═══ ENTRIES SHOWN ═══
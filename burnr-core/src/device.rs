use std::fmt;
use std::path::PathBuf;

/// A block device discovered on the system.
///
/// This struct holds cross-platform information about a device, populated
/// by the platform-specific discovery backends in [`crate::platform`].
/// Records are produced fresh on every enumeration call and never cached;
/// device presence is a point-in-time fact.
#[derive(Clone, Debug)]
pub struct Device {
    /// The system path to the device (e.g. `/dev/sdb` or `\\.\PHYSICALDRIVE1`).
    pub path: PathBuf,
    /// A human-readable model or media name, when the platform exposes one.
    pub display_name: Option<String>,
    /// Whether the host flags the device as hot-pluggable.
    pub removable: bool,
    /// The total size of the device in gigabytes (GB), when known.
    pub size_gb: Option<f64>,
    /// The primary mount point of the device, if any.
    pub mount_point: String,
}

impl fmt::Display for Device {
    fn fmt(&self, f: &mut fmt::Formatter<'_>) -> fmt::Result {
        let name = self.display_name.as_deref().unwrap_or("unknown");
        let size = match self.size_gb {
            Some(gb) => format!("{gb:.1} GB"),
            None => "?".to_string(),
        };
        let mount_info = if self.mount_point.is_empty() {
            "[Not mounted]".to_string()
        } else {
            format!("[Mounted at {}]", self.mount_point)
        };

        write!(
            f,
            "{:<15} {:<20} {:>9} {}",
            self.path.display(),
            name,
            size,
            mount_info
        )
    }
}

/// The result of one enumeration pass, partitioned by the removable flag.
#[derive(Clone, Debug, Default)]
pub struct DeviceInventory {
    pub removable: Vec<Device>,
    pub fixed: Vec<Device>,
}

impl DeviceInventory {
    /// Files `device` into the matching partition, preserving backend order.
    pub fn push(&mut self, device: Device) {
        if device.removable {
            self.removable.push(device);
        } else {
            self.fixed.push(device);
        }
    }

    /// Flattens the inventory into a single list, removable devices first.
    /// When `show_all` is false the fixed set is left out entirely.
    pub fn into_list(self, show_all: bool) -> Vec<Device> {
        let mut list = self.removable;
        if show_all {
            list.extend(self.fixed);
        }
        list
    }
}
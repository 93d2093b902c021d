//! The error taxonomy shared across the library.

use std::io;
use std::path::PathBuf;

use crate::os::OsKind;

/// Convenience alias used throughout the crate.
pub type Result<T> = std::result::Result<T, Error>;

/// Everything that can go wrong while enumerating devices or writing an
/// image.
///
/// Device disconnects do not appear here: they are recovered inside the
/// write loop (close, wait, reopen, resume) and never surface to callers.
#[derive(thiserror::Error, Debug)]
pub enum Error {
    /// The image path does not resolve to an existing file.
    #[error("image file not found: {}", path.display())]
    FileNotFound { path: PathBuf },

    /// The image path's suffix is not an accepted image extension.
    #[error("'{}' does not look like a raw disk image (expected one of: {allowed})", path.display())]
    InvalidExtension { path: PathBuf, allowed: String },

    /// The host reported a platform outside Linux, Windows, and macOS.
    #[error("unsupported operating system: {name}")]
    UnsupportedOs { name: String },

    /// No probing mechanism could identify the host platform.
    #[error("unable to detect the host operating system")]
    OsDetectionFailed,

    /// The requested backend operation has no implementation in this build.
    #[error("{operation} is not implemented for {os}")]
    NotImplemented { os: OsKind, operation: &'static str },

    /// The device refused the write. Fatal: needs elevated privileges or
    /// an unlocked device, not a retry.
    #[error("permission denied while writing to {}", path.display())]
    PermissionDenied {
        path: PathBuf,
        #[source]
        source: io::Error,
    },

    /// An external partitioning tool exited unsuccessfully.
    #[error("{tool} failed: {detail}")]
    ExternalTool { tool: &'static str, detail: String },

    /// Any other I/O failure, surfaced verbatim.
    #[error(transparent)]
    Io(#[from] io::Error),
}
═══
═══ ENTRIES SHOWN ═══
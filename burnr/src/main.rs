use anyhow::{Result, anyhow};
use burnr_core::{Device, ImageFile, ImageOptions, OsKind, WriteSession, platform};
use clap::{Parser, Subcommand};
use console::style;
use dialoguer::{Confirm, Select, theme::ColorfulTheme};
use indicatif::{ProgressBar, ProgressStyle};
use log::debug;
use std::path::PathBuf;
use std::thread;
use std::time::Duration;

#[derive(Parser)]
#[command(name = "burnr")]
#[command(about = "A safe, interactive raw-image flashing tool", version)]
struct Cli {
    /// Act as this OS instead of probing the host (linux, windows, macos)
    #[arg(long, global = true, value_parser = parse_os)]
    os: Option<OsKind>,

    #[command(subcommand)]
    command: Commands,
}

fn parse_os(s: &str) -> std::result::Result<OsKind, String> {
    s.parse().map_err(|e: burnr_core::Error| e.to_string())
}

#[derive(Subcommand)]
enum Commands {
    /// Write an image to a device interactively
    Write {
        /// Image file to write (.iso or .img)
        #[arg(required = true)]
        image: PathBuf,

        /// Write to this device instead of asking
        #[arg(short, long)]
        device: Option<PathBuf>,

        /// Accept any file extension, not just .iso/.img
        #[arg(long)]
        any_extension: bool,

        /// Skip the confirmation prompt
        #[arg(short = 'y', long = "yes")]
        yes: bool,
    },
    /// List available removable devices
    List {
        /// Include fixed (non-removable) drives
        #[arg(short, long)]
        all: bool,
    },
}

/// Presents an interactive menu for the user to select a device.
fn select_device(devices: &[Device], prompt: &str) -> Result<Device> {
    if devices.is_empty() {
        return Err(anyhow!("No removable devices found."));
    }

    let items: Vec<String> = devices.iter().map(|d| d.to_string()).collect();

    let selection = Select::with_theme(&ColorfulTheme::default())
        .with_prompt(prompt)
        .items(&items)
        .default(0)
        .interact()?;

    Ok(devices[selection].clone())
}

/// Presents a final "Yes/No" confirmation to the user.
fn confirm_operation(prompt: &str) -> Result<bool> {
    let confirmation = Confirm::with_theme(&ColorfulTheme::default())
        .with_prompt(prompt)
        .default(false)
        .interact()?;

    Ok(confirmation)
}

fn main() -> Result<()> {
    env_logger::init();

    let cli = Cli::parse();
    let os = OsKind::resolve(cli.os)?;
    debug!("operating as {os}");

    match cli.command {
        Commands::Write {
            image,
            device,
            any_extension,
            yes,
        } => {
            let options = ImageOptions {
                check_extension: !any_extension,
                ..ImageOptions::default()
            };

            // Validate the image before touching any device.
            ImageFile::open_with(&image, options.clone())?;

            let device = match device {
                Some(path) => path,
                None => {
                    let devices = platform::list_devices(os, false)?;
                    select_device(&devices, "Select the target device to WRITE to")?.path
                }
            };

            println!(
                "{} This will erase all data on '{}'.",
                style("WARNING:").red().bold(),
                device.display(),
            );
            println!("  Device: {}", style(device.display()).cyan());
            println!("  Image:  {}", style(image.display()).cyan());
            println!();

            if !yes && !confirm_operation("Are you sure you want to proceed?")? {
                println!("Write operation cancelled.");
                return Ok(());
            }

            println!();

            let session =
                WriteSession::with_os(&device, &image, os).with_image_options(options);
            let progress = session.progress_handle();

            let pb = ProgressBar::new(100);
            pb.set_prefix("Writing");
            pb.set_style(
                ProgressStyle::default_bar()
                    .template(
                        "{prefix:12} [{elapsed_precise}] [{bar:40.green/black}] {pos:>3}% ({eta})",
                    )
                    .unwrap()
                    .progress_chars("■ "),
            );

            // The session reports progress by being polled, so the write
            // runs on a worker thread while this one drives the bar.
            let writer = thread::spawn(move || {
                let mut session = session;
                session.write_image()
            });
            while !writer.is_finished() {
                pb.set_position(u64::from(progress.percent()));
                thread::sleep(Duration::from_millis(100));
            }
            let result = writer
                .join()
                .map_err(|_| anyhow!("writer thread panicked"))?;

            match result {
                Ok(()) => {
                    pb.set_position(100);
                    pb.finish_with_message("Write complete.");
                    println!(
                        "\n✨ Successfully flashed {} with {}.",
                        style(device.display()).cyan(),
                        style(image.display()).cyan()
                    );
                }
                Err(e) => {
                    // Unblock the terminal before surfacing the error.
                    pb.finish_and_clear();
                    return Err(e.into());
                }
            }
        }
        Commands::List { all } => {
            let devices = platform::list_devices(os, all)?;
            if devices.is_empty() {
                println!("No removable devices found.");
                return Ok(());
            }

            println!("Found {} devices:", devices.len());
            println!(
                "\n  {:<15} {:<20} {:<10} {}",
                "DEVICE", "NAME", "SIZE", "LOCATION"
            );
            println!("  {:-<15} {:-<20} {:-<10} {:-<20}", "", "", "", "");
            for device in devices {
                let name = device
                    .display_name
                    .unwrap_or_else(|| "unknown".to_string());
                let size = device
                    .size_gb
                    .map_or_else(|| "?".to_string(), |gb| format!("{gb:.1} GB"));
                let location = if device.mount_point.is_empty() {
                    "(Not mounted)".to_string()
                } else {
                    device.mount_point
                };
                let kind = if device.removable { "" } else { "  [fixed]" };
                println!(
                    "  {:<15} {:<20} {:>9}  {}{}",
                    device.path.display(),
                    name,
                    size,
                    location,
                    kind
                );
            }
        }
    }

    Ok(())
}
═══
═══ ENTRIES SHOWN ═══
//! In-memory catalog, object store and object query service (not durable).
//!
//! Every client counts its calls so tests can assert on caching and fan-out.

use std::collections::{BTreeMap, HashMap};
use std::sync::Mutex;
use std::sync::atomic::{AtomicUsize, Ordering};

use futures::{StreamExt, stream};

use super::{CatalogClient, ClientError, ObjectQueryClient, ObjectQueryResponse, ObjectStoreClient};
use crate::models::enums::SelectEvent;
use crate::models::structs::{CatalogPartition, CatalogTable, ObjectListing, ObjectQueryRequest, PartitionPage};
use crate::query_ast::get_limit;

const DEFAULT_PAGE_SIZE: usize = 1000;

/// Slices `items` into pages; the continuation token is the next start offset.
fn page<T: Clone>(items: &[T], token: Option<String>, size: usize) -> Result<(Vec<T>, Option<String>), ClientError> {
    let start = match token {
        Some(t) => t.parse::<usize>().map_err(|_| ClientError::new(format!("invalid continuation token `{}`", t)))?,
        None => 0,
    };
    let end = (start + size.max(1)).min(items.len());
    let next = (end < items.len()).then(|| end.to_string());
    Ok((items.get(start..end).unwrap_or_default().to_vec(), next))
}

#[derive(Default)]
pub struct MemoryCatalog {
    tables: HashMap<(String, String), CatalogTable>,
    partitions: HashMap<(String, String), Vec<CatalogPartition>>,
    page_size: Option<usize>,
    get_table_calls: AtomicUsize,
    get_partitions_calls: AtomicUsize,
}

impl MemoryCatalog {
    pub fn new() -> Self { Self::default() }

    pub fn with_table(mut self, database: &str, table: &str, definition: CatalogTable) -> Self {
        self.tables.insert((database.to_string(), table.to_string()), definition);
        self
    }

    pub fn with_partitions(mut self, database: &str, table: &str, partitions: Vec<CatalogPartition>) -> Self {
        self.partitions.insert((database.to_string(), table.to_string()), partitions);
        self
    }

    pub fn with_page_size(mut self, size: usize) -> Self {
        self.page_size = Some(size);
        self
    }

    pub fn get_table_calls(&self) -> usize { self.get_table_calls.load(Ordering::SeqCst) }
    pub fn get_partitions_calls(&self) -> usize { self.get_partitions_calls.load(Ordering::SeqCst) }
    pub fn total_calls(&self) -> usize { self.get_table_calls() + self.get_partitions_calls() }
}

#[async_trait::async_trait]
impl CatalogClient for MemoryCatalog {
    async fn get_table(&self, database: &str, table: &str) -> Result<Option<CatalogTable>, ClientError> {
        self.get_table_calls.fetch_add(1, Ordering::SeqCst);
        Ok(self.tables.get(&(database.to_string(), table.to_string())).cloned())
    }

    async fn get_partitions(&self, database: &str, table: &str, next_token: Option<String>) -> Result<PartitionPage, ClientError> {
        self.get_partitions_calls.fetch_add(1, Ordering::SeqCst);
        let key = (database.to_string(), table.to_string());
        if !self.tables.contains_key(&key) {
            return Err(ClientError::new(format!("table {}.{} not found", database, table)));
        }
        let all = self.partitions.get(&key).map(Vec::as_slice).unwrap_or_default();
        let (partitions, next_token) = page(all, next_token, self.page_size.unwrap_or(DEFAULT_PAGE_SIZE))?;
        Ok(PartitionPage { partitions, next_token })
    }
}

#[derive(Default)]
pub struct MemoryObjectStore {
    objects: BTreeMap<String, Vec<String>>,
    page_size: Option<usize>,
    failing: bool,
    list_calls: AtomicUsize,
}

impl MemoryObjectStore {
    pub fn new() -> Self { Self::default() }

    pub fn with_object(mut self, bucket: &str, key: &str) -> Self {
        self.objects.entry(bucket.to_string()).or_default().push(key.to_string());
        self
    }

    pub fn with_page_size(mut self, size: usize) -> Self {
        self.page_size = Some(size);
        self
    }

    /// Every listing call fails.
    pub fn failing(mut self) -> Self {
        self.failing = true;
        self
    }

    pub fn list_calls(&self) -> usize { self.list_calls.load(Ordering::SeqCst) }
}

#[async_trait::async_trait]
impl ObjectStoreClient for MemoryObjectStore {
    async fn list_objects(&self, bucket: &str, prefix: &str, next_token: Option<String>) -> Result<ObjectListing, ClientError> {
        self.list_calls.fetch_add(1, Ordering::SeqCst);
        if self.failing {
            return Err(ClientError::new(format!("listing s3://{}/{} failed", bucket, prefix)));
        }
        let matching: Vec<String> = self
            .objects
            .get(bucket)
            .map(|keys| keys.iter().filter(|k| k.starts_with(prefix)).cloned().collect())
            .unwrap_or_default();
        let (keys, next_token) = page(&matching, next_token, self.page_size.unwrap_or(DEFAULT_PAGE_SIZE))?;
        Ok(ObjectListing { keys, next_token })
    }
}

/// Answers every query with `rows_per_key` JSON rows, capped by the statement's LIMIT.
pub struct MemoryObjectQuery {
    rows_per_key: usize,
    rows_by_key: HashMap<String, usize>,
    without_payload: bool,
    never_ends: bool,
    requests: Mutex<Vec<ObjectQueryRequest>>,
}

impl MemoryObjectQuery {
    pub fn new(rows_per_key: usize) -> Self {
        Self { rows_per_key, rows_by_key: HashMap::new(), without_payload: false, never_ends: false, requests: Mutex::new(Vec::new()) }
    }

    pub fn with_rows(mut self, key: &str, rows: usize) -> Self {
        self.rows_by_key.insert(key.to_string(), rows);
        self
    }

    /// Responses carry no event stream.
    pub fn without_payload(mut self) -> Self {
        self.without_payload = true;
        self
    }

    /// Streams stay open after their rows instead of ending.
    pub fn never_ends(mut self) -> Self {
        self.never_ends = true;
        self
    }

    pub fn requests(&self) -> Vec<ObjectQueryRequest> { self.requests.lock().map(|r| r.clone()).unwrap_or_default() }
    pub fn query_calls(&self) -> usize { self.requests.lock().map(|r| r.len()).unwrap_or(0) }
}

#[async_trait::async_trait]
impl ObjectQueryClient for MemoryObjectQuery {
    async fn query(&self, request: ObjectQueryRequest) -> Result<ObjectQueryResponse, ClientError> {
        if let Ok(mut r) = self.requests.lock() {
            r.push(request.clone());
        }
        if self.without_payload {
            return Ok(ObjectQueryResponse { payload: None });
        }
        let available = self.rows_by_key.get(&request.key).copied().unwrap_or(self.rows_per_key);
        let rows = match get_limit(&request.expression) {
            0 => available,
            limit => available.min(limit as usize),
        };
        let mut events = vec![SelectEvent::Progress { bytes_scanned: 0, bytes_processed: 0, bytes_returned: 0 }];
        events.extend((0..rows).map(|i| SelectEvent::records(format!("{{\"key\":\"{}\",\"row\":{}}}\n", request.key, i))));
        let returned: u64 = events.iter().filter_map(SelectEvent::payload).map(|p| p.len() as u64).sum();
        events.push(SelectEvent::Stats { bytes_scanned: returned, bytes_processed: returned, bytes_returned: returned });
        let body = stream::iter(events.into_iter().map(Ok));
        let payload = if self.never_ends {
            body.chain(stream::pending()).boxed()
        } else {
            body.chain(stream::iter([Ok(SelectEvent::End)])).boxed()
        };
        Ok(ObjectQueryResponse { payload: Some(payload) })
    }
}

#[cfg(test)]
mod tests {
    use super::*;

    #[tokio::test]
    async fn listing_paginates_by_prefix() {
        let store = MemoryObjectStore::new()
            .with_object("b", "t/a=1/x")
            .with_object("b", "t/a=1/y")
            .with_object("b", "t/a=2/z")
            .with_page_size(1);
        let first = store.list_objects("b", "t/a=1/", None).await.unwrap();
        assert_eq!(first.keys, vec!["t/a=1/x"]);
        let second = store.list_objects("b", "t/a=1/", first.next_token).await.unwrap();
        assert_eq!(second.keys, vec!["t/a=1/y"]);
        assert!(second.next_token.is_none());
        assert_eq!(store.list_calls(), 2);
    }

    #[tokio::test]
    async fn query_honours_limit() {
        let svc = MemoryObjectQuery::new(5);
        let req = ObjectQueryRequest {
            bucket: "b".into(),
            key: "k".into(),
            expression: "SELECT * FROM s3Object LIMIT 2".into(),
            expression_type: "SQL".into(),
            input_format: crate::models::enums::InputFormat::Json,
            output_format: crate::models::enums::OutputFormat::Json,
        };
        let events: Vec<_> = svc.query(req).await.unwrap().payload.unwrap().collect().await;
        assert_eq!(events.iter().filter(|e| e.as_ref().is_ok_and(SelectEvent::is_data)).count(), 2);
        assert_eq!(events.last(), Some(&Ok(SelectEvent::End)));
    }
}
═══
ACTION ITEM:
On how many lines above does the word "system" appear? Only the number should be given.

SOLVED PROBLEM:
4